(Exercise brief): The required output is every line from the one with "to a cumulative" through the final line of the data below, unchanged.

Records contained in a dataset

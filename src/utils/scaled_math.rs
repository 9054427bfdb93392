//! Scaled multiply-divide on 64-bit registers.
//!
//! Rescaling a coder range by a probability ratio multiplies two values that can each be close
//! to 2^60, so the product is computed on 128 bits. The encoder and the decoder must go through
//! these exact functions: any difference in rounding desynchronizes them.

/// Returns `⌊l · r / d⌋`.
///
/// The product may overflow 64 bits, the result must not.
#[inline(always)]
pub fn mul_div(l: u64, r: u64, d: u64) -> u64 {
    debug_assert!(d != 0, "division by zero");
    let quotient = (l as u128 * r as u128) / d as u128;
    debug_assert!(quotient <= u64::MAX as u128, "scaled result overflows");
    quotient as u64
}

/// Returns `⌊(l · r − 1) / d⌋`, the decrease-and-divide sibling of [`mul_div`].
///
/// Used by the decoder to map an offset inside the current range back to a cumulative
/// position of the model. `l · r` must be positive.
#[inline(always)]
pub fn mul_dec_div(l: u64, r: u64, d: u64) -> u64 {
    debug_assert!(d != 0, "division by zero");
    let product = l as u128 * r as u128;
    debug_assert!(product > 0, "decrease of a zero product");
    let quotient = (product - 1) / d as u128;
    debug_assert!(quotient <= u64::MAX as u128, "scaled result overflows");
    quotient as u64
}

(Exercise solution):
/// Used by the decoder to map an offset inside the current range back to a cumulative
/// position of the model. `l · r` must be positive.
#[inline(always)]
pub fn mul_dec_div(l: u64, r: u64, d: u64) -> u64 {
    debug_assert!(d != 0, "division by zero");
    let product = l as u128 * r as u128;
    debug_assert!(product > 0, "decrease of a zero product");
    let quotient = (product - 1) / d as u128;
    debug_assert!(quotient <= u64::MAX as u128, "scaled result overflows");
    quotient as u64
}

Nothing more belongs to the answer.